→ Task item
What you return must match the listing below exactly.

→ Source data
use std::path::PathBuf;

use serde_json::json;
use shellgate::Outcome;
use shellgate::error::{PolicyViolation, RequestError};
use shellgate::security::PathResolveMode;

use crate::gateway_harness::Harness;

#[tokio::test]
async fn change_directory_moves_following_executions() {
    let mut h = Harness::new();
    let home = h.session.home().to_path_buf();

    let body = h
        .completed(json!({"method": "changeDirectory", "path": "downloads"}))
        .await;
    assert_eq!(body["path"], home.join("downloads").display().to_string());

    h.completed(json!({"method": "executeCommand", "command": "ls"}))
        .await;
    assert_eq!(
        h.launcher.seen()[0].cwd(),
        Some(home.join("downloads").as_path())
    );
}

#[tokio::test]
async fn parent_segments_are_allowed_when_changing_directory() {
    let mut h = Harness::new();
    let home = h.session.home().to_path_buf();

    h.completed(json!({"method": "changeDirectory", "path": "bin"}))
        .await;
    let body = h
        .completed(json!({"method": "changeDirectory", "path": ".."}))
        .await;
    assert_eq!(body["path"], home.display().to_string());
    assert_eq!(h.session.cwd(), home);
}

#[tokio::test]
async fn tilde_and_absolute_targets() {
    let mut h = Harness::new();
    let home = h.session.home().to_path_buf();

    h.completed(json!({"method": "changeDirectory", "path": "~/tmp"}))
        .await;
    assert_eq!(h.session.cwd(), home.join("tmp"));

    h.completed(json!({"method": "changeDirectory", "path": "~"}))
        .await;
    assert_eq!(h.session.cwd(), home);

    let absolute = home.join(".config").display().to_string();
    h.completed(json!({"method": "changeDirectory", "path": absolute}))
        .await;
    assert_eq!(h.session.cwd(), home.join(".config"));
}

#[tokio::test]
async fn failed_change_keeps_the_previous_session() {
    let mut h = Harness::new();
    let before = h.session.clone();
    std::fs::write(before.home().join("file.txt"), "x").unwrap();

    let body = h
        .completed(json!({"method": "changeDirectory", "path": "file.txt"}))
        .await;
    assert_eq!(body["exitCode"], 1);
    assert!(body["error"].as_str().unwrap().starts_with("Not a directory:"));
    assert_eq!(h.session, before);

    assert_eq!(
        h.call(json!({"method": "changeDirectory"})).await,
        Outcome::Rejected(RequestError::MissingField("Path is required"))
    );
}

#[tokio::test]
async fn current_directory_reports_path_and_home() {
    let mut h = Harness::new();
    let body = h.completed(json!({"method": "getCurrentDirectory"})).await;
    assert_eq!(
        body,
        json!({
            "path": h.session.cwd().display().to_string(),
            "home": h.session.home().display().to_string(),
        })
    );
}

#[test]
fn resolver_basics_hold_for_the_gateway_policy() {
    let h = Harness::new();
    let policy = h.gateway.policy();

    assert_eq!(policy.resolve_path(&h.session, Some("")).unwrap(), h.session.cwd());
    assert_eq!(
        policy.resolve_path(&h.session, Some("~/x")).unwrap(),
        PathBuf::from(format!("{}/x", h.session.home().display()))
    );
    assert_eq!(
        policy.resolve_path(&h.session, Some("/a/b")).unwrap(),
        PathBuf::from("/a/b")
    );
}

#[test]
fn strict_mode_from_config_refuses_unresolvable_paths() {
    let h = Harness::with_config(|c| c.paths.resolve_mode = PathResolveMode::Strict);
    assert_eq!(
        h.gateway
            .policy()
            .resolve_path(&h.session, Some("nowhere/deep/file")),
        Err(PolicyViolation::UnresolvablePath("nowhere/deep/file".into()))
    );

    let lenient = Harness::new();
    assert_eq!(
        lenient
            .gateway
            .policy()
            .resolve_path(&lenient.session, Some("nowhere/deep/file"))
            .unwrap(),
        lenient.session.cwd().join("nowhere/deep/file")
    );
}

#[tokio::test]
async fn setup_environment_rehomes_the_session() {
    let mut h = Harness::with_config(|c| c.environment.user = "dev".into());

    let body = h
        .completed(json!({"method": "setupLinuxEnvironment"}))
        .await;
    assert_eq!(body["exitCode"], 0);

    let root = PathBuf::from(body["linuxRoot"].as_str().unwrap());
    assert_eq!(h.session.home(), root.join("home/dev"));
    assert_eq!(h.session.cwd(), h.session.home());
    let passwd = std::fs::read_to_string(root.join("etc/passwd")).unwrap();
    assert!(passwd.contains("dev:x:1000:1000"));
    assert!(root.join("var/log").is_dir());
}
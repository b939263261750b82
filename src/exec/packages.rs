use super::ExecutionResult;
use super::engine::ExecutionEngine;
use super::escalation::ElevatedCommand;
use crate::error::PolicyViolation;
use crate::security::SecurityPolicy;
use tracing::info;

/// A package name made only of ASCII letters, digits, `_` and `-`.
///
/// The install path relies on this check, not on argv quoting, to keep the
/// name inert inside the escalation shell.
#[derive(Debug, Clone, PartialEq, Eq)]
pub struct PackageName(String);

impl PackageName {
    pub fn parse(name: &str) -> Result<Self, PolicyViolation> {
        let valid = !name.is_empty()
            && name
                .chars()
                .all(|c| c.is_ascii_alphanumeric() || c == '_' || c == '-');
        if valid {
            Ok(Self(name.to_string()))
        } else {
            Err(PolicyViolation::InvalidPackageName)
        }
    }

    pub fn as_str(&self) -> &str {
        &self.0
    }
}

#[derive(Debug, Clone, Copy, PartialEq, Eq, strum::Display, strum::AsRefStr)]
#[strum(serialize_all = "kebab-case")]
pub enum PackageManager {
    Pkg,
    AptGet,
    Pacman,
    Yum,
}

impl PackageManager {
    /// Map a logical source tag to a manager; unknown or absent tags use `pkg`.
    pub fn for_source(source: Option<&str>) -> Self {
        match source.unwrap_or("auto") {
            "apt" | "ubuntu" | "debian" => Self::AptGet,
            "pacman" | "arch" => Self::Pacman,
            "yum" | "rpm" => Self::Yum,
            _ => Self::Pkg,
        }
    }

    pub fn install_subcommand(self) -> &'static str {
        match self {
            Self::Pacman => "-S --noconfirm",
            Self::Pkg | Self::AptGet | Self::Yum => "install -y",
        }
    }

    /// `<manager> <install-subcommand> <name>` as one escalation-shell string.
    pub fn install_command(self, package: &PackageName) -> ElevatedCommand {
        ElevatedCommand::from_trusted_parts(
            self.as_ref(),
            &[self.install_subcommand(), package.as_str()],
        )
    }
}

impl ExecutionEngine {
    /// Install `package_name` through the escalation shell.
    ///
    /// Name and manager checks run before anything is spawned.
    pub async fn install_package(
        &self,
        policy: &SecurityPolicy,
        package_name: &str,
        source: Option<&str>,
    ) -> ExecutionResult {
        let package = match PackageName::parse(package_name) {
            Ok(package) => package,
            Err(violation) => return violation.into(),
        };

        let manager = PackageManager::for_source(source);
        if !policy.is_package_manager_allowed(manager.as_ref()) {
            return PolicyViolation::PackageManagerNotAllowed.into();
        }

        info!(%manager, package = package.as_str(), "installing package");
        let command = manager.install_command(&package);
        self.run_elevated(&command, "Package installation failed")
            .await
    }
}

→ Solved exercise
use std::path::PathBuf;

use serde_json::json;
use shellgate::Outcome;
use shellgate::error::{PolicyViolation, RequestError};
use shellgate::security::PathResolveMode;

use crate::gateway_harness::Harness;

#[tokio::test]
async fn change_directory_moves_following_executions() {
    let mut h = Harness::new();
    let home = h.session.home().to_path_buf();

    let body = h
        .completed(json!({"method": "changeDirectory", "path": "downloads"}))
        .await;
    assert_eq!(body["path"], home.join("downloads").display().to_string());

    h.completed(json!({"method": "executeCommand", "command": "ls"}))
        .await;
    assert_eq!(
        h.launcher.seen()[0].cwd(),
        Some(home.join("downloads").as_path())
    );
}

#[tokio::test]
async fn parent_segments_are_allowed_when_changing_directory() {
    let mut h = Harness::new();
    let home = h.session.home().to_path_buf();

    h.completed(json!({"method": "changeDirectory", "path": "bin"}))
        .await;
    let body = h
        .completed(json!({"method": "changeDirectory", "path": ".."}))
        .await;
    assert_eq!(body["path"], home.display().to_string());
    assert_eq!(h.session.cwd(), home);
}

#[tokio::test]
async fn tilde_and_absolute_targets() {
    let mut h = Harness::new();
    let home = h.session.home().to_path_buf();

    h.completed(json!({"method": "changeDirectory", "path": "~/tmp"}))
        .await;
    assert_eq!(h.session.cwd(), home.join("tmp"));

    h.completed(json!({"method": "changeDirectory", "path": "~"}))
        .await;
    assert_eq!(h.session.cwd(), home);

    let absolute = home.join(".config").display().to_string();
    h.completed(json!({"method": "changeDirectory", "path": absolute}))
        .await;
    assert_eq!(h.session.cwd(), home.join(".config"));
}

#[tokio::test]
async fn failed_change_keeps_the_previous_session() {
    let mut h = Harness::new();
    let before = h.session.clone();
    std::fs::write(before.home().join("file.txt"), "x").unwrap();

    let body = h
        .completed(json!({"method": "changeDirectory", "path": "file.txt"}))
        .await;
    assert_eq!(body["exitCode"], 1);
    assert!(body["error"].as_str().unwrap().starts_with("Not a directory:"));
    assert_eq!(h.session, before);

    assert_eq!(
        h.call(json!({"method": "changeDirectory"})).await,
        Outcome::Rejected(RequestError::MissingField("Path is required"))
    );
}

#[tokio::test]
async fn current_directory_reports_path_and_home() {
    let mut h = Harness::new();
    let body = h.completed(json!({"method": "getCurrentDirectory"})).await;
    assert_eq!(
        body,
        json!({
            "path": h.session.cwd().display().to_string(),
            "home": h.session.home().display().to_string(),
        })
    );
}

#[test]
fn resolver_basics_hold_for_the_gateway_policy() {
    let h = Harness::new();
    let policy = h.gateway.policy();

    assert_eq!(policy.resolve_path(&h.session, Some("")).unwrap(), h.session.cwd());
    assert_eq!(
        policy.resolve_path(&h.session, Some("~/x")).unwrap(),
        PathBuf::from(format!("{}/x", h.session.home().display()))
    );
    assert_eq!(
        policy.resolve_path(&h.session, Some("/a/b")).unwrap(),
        PathBuf::from("/a/b")
    );
}

#[test]
fn strict_mode_from_config_refuses_unresolvable_paths() {
    let h = Harness::with_config(|c| c.paths.resolve_mode = PathResolveMode::Strict);
    assert_eq!(
        h.gateway
            .policy()
            .resolve_path(&h.session, Some("nowhere/deep/file")),
        Err(PolicyViolation::UnresolvablePath("nowhere/deep/file".into()))
    );

    let lenient = Harness::new();
    assert_eq!(
        lenient
            .gateway
            .policy()
            .resolve_path(&lenient.session, Some("nowhere/deep/file"))
            .unwrap(),
        lenient.session.cwd().join("nowhere/deep/file")
    );
}

#[tokio::test]
async fn setup_environment_rehomes_the_session() {
    let mut h = Harness::with_config(|c| c.environment.user = "dev".into());

    let body = h
        .completed(json!({"method": "setupLinuxEnvironment"}))
        .await;
    assert_eq!(body["exitCode"], 0);

    let root = PathBuf::from(body["linuxRoot"].as_str().unwrap());
    assert_eq!(h.session.home(), root.join("home/dev"));
    assert_eq!(h.session.cwd(), h.session.home());
    let passwd = std::fs::read_to_string(root.join("etc/passwd")).unwrap();
    assert!(passwd.contains("dev:x:1000:1000"));
    assert!(root.join("var/log").is_dir());
}
repository b939263261750b82
filename src/exec/packages.rs
use super::ExecutionResult;
use super::engine::ExecutionEngine;
use super::escalation::ElevatedCommand;
use crate::error::PolicyViolation;
use crate::security::SecurityPolicy;
use tracing::info;

/// A package name made only of ASCII letters, digits, `_` and `-`.
///
/// The install path relies on this check, not on argv quoting, to keep the
/// name inert inside the escalation shell.
#[derive(Debug, Clone, PartialEq, Eq)]
pub struct PackageName(String);

impl PackageName {
    pub fn parse(name: &str) -> Result<Self, PolicyViolation> {
        let valid = !name.is_empty()
            && name
                .chars()
                .all(|c| c.is_ascii_alphanumeric() || c == '_' || c == '-');
        if valid {
            Ok(Self(name.to_string()))
        } else {
            Err(PolicyViolation::InvalidPackageName)
        }
    }

    pub fn as_str(&self) -> &str {
        &self.0
    }
}

#[derive(Debug, Clone, Copy, PartialEq, Eq, strum::Display, strum::AsRefStr)]
#[strum(serialize_all = "kebab-case")]
pub enum PackageManager {
    Pkg,
    AptGet,
    Pacman,
    Yum,
}

impl PackageManager {
    /// Map a logical source tag to a manager; unknown or absent tags use `pkg`.
    pub fn for_source(source: Option<&str>) -> Self {
        match source.unwrap_or("auto") {
            "apt" | "ubuntu" | "debian" => Self::AptGet,
            "pacman" | "arch" => Self::Pacman,
            "yum" | "rpm" => Self::Yum,
            _ => Self::Pkg,
        }
    }

    pub fn install_subcommand(self) -> &'static str {
        match self {
            Self::Pacman => "-S --noconfirm",
            Self::Pkg | Self::AptGet | Self::Yum => "install -y",
        }
    }

    /// `<manager> <install-subcommand> <name>` as one escalation-shell string.
    pub fn install_command(self, package: &PackageName) -> ElevatedCommand {
        ElevatedCommand::from_trusted_parts(
            self.as_ref(),
            &[self.install_subcommand(), package.as_str()],
        )
    }
}

impl ExecutionEngine {
    /// Install `package_name` through the escalation shell.
    ///
    /// Name and manager checks run before anything is spawned.
    pub async fn install_package(
        &self,
        policy: &SecurityPolicy,
        package_name: &str,
        source: Option<&str>,
    ) -> ExecutionResult {
        let package = match PackageName::parse(package_name) {
            Ok(package) => package,
            Err(violation) => return violation.into(),
        };

        let manager = PackageManager::for_source(source);
        if !policy.is_package_manager_allowed(manager.as_ref()) {
            return PolicyViolation::PackageManagerNotAllowed.into();
        }

        info!(%manager, package = package.as_str(), "installing package");
        let command = manager.install_command(&package);
        self.run_elevated(&command, "Package installation failed")
            .await
    }
}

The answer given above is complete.